_DATASET RECORDS:_
**********
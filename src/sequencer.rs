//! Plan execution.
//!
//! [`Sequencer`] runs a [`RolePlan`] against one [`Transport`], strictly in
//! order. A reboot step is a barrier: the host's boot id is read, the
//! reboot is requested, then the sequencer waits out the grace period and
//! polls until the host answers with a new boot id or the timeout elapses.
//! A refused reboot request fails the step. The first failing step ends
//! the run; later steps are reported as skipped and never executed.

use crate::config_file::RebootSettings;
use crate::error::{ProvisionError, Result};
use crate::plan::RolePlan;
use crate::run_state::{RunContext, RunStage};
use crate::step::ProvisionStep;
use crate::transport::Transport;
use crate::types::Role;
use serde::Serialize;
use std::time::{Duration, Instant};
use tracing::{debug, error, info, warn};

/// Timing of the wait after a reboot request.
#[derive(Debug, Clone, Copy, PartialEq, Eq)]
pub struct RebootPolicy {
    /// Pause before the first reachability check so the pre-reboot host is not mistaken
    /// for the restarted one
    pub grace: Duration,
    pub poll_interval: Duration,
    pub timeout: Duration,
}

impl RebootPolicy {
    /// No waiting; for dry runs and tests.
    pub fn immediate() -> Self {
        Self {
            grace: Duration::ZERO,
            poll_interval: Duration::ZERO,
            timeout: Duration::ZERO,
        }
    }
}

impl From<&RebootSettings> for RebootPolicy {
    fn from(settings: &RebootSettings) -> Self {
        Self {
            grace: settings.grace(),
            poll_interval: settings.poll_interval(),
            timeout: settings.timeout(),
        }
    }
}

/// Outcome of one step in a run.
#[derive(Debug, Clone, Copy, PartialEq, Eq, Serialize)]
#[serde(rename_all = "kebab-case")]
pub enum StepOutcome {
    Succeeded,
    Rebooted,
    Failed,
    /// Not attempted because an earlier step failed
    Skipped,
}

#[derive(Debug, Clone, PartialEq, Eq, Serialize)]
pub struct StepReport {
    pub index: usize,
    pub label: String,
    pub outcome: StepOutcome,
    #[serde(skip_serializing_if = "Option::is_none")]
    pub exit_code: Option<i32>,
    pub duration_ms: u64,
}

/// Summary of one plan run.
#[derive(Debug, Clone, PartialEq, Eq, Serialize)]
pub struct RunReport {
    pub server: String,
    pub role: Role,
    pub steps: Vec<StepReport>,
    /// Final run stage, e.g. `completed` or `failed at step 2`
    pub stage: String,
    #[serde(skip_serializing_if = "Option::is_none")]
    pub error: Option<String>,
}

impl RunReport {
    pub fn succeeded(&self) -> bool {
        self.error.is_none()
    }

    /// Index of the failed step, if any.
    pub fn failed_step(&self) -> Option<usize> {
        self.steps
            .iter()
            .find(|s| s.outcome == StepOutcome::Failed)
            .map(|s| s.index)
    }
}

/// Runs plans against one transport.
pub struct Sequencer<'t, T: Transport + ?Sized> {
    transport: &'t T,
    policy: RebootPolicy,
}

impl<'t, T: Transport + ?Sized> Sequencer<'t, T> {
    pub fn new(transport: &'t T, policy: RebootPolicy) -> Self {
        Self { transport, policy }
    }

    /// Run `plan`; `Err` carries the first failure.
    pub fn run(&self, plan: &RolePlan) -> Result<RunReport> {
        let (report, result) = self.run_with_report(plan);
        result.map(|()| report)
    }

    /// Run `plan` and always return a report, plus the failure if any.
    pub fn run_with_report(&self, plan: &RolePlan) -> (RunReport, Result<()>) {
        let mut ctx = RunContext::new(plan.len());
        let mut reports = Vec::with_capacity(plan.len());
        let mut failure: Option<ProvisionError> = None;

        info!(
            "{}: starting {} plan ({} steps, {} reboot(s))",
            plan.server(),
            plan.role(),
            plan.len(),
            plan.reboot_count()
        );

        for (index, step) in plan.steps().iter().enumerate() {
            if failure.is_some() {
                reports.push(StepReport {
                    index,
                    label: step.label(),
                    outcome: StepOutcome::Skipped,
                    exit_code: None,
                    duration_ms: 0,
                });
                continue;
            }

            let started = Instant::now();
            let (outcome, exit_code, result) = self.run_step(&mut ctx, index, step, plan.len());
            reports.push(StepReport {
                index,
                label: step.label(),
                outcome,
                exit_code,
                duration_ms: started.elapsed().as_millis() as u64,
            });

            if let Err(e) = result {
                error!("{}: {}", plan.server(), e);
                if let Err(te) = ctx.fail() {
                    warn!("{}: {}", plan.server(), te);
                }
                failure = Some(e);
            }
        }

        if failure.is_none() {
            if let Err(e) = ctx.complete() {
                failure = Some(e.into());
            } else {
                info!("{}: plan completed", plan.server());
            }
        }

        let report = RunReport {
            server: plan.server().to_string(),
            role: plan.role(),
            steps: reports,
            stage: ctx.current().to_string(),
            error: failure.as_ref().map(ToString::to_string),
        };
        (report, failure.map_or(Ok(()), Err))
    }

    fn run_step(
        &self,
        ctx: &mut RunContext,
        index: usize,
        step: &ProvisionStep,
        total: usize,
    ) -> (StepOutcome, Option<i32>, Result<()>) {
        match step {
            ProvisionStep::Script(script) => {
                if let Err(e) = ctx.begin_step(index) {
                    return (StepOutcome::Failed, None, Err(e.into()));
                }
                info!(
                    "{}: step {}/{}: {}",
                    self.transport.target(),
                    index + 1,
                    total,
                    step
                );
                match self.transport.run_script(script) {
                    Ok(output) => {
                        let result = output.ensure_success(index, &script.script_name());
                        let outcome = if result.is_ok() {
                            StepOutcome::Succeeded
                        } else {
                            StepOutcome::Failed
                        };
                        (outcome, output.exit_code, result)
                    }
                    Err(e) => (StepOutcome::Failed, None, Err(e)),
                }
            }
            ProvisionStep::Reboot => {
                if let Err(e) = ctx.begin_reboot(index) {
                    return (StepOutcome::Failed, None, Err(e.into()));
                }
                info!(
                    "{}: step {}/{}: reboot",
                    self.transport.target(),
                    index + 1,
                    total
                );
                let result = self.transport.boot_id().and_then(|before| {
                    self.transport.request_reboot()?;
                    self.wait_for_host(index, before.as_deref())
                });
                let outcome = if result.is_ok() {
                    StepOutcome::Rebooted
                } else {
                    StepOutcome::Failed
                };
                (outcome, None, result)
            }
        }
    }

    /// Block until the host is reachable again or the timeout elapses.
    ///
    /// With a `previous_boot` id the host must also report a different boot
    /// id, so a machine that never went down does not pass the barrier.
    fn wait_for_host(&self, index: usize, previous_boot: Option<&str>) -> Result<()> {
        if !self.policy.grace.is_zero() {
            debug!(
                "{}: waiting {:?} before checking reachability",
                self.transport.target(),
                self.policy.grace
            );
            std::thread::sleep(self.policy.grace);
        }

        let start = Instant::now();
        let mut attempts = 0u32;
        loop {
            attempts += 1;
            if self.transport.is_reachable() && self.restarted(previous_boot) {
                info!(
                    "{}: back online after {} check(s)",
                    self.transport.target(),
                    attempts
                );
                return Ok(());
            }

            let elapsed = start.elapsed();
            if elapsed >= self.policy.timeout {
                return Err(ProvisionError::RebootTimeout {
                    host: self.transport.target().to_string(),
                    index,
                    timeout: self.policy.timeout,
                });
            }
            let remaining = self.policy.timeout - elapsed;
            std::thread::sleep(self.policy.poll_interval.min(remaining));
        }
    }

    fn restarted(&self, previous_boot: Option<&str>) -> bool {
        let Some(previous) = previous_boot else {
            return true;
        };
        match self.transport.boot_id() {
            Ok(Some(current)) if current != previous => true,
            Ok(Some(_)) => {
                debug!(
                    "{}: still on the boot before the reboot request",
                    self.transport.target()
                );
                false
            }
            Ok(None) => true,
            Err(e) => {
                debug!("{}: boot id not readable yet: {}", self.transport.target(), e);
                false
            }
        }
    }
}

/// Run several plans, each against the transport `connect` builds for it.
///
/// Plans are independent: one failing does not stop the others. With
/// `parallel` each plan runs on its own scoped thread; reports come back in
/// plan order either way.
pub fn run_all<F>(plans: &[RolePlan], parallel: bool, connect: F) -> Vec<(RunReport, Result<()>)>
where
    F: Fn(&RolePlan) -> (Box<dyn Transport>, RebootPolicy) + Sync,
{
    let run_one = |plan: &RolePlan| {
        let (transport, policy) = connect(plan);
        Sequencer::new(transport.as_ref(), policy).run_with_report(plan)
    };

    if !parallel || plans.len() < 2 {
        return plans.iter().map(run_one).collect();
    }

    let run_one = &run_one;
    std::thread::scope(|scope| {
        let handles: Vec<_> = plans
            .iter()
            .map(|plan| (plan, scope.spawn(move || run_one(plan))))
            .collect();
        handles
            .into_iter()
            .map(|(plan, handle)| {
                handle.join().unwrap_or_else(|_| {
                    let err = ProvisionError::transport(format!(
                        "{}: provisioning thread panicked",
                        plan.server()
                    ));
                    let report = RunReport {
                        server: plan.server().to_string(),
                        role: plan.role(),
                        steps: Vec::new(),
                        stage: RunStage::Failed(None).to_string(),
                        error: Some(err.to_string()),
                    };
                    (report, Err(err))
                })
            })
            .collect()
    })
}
**********
_WHAT TO WORK ON:_ Among the lines above, find each one containing the string "RunStage" and copy it.

_RESULT OF THE EXERCISE:_
use crate::run_state::{RunContext, RunStage};
                        stage: RunStage::Failed(None).to_string(),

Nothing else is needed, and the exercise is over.